DATA:
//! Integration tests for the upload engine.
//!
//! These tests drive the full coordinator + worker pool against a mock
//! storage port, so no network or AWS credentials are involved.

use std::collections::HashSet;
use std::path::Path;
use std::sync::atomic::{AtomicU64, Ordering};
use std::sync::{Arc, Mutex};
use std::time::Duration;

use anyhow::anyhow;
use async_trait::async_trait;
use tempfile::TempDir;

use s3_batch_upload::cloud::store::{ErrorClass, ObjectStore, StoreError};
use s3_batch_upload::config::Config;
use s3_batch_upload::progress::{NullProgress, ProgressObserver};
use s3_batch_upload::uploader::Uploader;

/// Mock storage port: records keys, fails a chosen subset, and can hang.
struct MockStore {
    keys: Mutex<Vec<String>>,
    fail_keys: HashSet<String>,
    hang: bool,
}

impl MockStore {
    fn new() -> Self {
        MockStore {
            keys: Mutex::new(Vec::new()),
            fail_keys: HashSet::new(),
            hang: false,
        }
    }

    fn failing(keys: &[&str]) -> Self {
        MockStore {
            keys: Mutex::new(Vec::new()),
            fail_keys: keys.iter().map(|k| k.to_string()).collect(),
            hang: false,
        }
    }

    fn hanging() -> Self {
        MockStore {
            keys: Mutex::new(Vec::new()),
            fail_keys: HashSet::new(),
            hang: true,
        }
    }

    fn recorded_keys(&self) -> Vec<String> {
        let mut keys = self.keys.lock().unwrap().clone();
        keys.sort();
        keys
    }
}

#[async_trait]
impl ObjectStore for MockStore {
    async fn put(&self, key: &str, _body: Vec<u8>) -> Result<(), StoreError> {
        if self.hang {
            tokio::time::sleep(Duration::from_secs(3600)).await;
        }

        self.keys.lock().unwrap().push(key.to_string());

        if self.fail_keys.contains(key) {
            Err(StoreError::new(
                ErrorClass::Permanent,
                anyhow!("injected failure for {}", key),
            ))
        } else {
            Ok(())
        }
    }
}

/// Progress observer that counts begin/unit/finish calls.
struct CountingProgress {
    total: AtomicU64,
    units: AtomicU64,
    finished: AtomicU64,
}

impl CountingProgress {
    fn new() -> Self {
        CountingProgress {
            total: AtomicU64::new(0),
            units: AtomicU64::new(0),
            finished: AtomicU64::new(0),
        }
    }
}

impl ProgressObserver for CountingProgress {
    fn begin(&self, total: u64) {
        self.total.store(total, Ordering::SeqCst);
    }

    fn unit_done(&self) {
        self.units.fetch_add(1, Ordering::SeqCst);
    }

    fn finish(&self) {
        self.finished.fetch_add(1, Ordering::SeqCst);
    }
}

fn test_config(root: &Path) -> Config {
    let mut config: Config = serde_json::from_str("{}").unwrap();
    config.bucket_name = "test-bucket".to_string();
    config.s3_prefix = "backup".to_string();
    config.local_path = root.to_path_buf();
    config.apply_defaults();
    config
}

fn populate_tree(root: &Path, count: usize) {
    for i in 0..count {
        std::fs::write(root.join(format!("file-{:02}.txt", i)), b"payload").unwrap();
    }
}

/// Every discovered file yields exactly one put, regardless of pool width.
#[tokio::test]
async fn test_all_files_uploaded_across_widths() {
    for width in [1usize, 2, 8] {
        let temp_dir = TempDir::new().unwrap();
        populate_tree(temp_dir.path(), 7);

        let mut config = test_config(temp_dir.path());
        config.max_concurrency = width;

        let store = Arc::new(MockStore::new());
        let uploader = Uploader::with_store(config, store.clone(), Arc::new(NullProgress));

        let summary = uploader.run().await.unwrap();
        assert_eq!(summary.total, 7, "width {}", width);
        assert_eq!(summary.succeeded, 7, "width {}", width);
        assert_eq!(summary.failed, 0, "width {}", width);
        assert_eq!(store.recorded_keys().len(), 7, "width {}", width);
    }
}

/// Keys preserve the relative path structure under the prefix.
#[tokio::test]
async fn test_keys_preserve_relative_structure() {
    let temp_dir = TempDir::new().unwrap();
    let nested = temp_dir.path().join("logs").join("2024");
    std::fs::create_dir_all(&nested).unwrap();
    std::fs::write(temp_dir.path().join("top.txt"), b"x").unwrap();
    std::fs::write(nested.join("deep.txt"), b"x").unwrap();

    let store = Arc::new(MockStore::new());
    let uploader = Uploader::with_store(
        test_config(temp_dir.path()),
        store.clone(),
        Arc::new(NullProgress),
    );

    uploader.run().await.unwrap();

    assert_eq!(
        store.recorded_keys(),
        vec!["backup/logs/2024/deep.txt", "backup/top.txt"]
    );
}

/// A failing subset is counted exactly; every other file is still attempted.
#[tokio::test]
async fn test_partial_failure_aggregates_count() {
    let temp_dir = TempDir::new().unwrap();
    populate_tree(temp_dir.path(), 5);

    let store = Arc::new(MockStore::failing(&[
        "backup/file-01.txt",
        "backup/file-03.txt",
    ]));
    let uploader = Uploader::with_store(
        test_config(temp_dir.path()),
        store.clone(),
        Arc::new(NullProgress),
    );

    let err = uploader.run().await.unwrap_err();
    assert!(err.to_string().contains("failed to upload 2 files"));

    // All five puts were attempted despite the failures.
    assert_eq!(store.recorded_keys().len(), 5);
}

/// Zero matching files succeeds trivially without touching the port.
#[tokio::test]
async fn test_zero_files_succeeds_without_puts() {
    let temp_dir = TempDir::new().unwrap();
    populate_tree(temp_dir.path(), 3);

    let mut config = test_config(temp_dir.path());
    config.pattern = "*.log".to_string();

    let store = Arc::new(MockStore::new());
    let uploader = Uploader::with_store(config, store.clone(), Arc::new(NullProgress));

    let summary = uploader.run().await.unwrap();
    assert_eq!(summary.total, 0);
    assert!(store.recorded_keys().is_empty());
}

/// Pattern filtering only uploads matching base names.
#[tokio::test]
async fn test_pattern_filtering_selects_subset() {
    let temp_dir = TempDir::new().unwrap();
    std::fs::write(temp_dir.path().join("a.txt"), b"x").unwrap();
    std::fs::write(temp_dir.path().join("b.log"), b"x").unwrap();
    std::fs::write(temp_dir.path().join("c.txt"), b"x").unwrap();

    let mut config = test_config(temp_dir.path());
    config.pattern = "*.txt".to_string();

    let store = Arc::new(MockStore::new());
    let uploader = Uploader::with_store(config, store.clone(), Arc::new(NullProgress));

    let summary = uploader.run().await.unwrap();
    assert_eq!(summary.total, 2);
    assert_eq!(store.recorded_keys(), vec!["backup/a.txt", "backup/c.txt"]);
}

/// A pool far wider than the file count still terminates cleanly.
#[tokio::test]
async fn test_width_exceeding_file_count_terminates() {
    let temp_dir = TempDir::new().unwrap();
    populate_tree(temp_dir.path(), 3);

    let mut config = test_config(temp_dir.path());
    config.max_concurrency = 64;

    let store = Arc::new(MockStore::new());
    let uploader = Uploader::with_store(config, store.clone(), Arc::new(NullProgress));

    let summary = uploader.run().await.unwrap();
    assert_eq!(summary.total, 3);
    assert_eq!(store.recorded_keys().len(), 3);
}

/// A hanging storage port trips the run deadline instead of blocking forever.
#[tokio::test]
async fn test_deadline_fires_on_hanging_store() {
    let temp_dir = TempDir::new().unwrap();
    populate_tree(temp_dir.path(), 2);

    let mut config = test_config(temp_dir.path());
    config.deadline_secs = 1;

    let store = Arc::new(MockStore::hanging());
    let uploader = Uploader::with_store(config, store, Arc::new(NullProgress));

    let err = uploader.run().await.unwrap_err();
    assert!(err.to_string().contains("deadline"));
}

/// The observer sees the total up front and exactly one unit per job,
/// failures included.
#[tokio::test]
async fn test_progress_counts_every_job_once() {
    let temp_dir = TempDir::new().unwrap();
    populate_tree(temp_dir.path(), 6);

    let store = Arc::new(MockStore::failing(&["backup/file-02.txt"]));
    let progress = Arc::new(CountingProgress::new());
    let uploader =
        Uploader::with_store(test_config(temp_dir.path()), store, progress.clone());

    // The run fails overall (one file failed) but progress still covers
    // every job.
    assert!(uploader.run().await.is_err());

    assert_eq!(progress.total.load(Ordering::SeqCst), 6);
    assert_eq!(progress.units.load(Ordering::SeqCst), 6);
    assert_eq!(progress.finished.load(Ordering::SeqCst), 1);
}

WHAT THE EXERCISE ASKS:
Which of the lines in the data contain the string "fails"? Return each one.

YOUR RESPONSE:
/// Mock storage port: records keys, fails a chosen subset, and can hang.
    // The run fails overall (one file failed) but progress still covers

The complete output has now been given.